The hotel–which is beachfront–is only 14 rooms, and every (huge) room has a perfect view of the Caribbean Sea and a massive balcony with a chaise lounge and a hammock. The staff is incredible. Seriously–I don’t know that I’ve ever stayed at hotel with better staff. The room was relatively inexpensive at around $80/night, especially given that it’s sandwiched between two of those all-inclusive resorts that come in between $250/night and $750/night. I wasn’t expecting much–a place to sleep at best. But in a world where the pandemic creates a situation where you have to worry about COVID-19 exposure, it was the perfect open-air situation: it was easy to leave the balcony door open at night (if you’re not on the first floor) and the restaurant was completely open, adjacent to a small pool with loungers–and feet from the beach. And because we were so close to other resorts, there was easy access to cabs.

Not that we needed a cab, mind you. Maybe that would have been a different situation had we stayed longer than a few days–you know, been there long enough to get bored of being lazy. But as it was, we both just needed to just . . . hang out for a few days. Breakfast was part of the hotel rate, so we started every day with a really excellent breakfast of scrambled eggs made to order, coffee or tea, fresh orange juice or fresh fruit, and toast. The restaurant was open all day until around 9PM, so we’d wander out to a lounger after breakfast, and maybe get a few mojitos mid-morning. Lunch and dinner–for me, at least, was the same thing: ceviche.

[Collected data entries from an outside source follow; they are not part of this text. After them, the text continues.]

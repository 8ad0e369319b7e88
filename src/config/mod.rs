pub mod default_keys;
pub mod keys;
mod settings;

pub use default_keys::default_keybindings;
pub use keys::{parse_key_notation, KeyCombo, KeyContext, KeyParseError, KeybindingConfig};
pub use settings::{Config, ConfigError, EXAMPLE_CONFIG};
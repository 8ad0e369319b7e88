//! Registration data model
//!
//! The form record, its dependent lookup tables, and the cell that owns it.

mod attachment;
mod country;
mod form;
mod store;

pub use attachment::{AttachmentError, FileAttachment, UploadSlot};
pub use country::{Country, UnknownCountry};
pub use form::{DocumentType, RegistrationForm};
pub use store::FormStore;
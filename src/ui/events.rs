use crate::data::UploadSlot;

/// Input mode for the application
#[derive(Debug, Clone, Copy, PartialEq, Eq, Default)]
pub enum InputMode {
    /// Navigating the wizard and editing the active step
    #[default]
    Normal,
    /// File path prompt open for an upload slot
    PickingFile(UploadSlot),
}
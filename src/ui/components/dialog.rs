//! Reusable dialog frame and status line components

use ratatui::{
    buffer::Buffer,
    layout::Rect,
    style::{Color, Style},
    text::{Line, Span},
    widgets::{Block, Borders, Clear, Paragraph, Widget},
};

use super::{ACCENT_ERROR, ACCENT_PRIMARY, ACCENT_SUCCESS};

/// A centered dialog frame with title and border
pub struct DialogFrame<'a> {
    title: &'a str,
    width: u16,
    height: u16,
    border_color: Color,
}

impl<'a> DialogFrame<'a> {
    pub fn new(title: &'a str, width: u16, height: u16) -> Self {
        Self {
            title,
            width,
            height,
            border_color: ACCENT_PRIMARY,
        }
    }

    /// Render the dialog frame and return the inner area for content
    pub fn render(&self, area: Rect, buf: &mut Buffer) -> Rect {
        // Capped to screen size
        let dialog_width = self.width.min(area.width.saturating_sub(4));
        let dialog_height = self.height.min(area.height.saturating_sub(2));

        let x = area.x + (area.width.saturating_sub(dialog_width)) / 2;
        let y = area.y + (area.height.saturating_sub(dialog_height)) / 2;

        let dialog_area = Rect {
            x,
            y,
            width: dialog_width,
            height: dialog_height,
        };

        Clear.render(dialog_area, buf);

        let block = Block::default()
            .title(format!(" {} ", self.title))
            .borders(Borders::ALL)
            .border_style(Style::default().fg(self.border_color));

        let inner = block.inner(dialog_area);
        block.render(dialog_area, buf);

        inner
    }
}

/// A status line showing validation state (error, success, or empty)
#[derive(Default)]
pub struct StatusLine<'a> {
    error: Option<&'a str>,
    success: Option<&'a str>,
}

impl<'a> StatusLine<'a> {
    pub fn new() -> Self {
        Self::default()
    }

    pub fn error(mut self, msg: &'a str) -> Self {
        self.error = Some(msg);
        self.success = None;
        self
    }

    pub fn success(mut self, msg: &'a str) -> Self {
        self.success = Some(msg);
        self.error = None;
        self
    }

    pub fn render(&self, area: Rect, buf: &mut Buffer) {
        let line = if let Some(error) = self.error {
            Line::from(Span::styled(
                format!("  {}", error),
                Style::default().fg(ACCENT_ERROR),
            ))
        } else if let Some(success) = self.success {
            Line::from(Span::styled(
                format!("  {}", success),
                Style::default().fg(ACCENT_SUCCESS),
            ))
        } else {
            Line::default()
        };

        Paragraph::new(line).render(area, buf);
    }
}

The restaurant had the best ceviche, different with each meal–they used whatever was fresh caught, and the cook enjoyed doing something different each time.

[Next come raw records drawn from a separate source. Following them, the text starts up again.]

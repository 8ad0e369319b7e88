use std::io;
use std::time::{Duration, Instant};

use crossterm::event::EventStream;
use futures::StreamExt;
use ratatui::{
    backend::CrosstermBackend,
    layout::{Constraint, Layout, Rect},
    style::Style,
    widgets::{Block, Borders, Padding},
    Frame, Terminal,
};
use tokio::time::MissedTickBehavior;

use crate::config::{Config, KeyContext};
use crate::data::RegistrationForm;
use crate::ui::action::Action;
use crate::ui::components::{
    FilePicker, FilePickerState, Footer, Header, IdentityStepView, NavBar, PlaceholderStepView,
    ProgressBar, ToastState, ToastView, BORDER_DEFAULT,
};
use crate::ui::events::InputMode;
use crate::ui::terminal_guard::TerminalGuard;
use crate::wizard::{StepBody, WizardController};

mod app_input;

/// How often toasts are checked for expiry
const TICK_INTERVAL: Duration = Duration::from_millis(100);

/// Main application state
pub struct App {
    /// Application configuration
    config: Config,
    /// Step navigation and the shared registration record
    controller: WizardController,
    /// Current input mode
    input_mode: InputMode,
    /// Visible notifications
    toasts: ToastState,
    /// Path prompt for upload slots
    file_picker: FilePickerState,
    /// Whether the app should quit
    should_quit: bool,
}

impl App {
    pub fn new(config: Config) -> Self {
        let form = RegistrationForm::new(config.default_country);
        let mut controller =
            WizardController::registration(form).with_timings(config.notifications);
        if !config.show_skip {
            controller = controller.without_skip();
        }

        Self {
            config,
            controller,
            input_mode: InputMode::Normal,
            toasts: ToastState::new(),
            file_picker: FilePickerState::new(),
            should_quit: false,
        }
    }

    pub fn controller(&self) -> &WizardController {
        &self.controller
    }

    pub fn input_mode(&self) -> InputMode {
        self.input_mode
    }

    pub fn toasts(&self) -> &ToastState {
        &self.toasts
    }

    pub fn file_picker(&self) -> &FilePickerState {
        &self.file_picker
    }

    pub fn should_quit(&self) -> bool {
        self.should_quit
    }

    /// Periodic housekeeping: drop expired toasts
    pub fn tick(&mut self, now: Instant) {
        if !self.toasts.is_empty() {
            self.toasts.expire(now);
        }
    }

    /// Binding context for the current mode and step
    pub fn key_context(&self) -> KeyContext {
        let editing_form = matches!(
            self.controller.active_body(),
            StepBody::IdentityAddress(_)
        );
        KeyContext::from_input_mode(self.input_mode, editing_form)
    }

    /// Run the application main loop
    pub async fn run(&mut self) -> anyhow::Result<()> {
        let mut guard = TerminalGuard::enter()?;
        let backend = CrosstermBackend::new(io::stdout());
        let mut terminal = Terminal::new(backend)?;
        terminal.clear()?;

        let result = self.event_loop(&mut terminal).await;

        guard.cleanup()?;
        terminal.show_cursor()?;

        result
    }

    async fn event_loop(
        &mut self,
        terminal: &mut Terminal<CrosstermBackend<io::Stdout>>,
    ) -> anyhow::Result<()> {
        let mut events = EventStream::new();
        let mut tick = tokio::time::interval(TICK_INTERVAL);
        tick.set_missed_tick_behavior(MissedTickBehavior::Skip);

        while !self.should_quit {
            terminal.draw(|f| self.draw(f))?;

            tokio::select! {
                event = events.next() => match event {
                    Some(Ok(event)) => self.handle_input_event(event),
                    Some(Err(e)) => return Err(e.into()),
                    // Input closed
                    None => break,
                },
                _ = tick.tick() => self.tick(Instant::now()),
            }
        }

        tracing::debug!(step = self.controller.current_step(), "Leaving wizard");
        Ok(())
    }

    fn key_label(&self, action: Action, context: KeyContext) -> Option<String> {
        self.config
            .keybindings
            .key_for(&action, context)
            .map(|k| k.to_string())
    }

    pub fn draw(&self, f: &mut Frame) {
        let area = f.area();
        let context = self.key_context();

        let [card_area, footer_area] =
            Layout::vertical([Constraint::Min(0), Constraint::Length(1)]).areas(area);

        let card = Block::default()
            .borders(Borders::ALL)
            .border_style(Style::default().fg(BORDER_DEFAULT))
            .padding(Padding::horizontal(1));
        let inner = card.inner(card_area);
        f.render_widget(card, card_area);

        let [header_area, _, progress_area, _, body_area, nav_area] = Layout::vertical([
            Constraint::Length(Header::HEIGHT),
            Constraint::Length(1),
            Constraint::Length(ProgressBar::HEIGHT),
            Constraint::Length(1),
            Constraint::Min(0),
            Constraint::Length(1),
        ])
        .areas(inner);

        let skip_key = self.key_label(Action::Skip, context);
        f.render_widget(
            Header::new(self.controller.skip_visible(), skip_key.as_deref()),
            header_area,
        );
        f.render_widget(ProgressBar::new(self.controller.progress()), progress_area);
        self.draw_body(f, body_area);

        let back_key = self.key_label(Action::PrevStep, context);
        let next_key = self.key_label(Action::NextStep, context);
        f.render_widget(
            NavBar::new(self.controller.can_retreat(), self.controller.is_last_step())
                .keys(back_key.as_deref(), next_key.as_deref()),
            nav_area,
        );

        f.render_widget(
            Footer::new(
                &self.config.keybindings,
                context,
                self.controller.skip_visible(),
            ),
            footer_area,
        );

        if let InputMode::PickingFile(slot) = self.input_mode {
            f.render_widget(
                FilePicker::new(&self.file_picker, slot, &self.config.keybindings),
                area,
            );
        }

        f.render_widget(ToastView::new(&self.toasts), area);
    }

    fn draw_body(&self, f: &mut Frame, area: Rect) {
        match self.controller.active_body() {
            StepBody::IdentityAddress(step) => {
                f.render_widget(IdentityStepView::new(step, self.controller.store()), area);
            }
            StepBody::Placeholder { title, text } => {
                f.render_widget(PlaceholderStepView::new(title, text), area);
            }
        }
    }
}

There was exactly one downside: the beach was sort of out of the question. Due to climate change, a massive amount of sargassum was hitting Quintana Roo, all up and down the coast, while we were there. It was so bad the Mexican Navy sent over half of its seaweed collection fleet to collect it, and there were installing seaweed barriers. Even the schmancy hotels next door didn’t bother to clear the beaches since it would have been a constant, all day job. And that’s how we met Raul. Poor, sweet Raul. We took a walk down the beach to see what the resorts were like (crowded, full of chrome), and I was curious about whether we could rent a palapa all day, like we did in St. Martin. Raul was totally down for it, but Mr. Pretty decided at the last minute that he didn’t want to hang out with the beautiful, rich people. Who can blame him when our hotel was all but deserted, and the mojitos were a delight?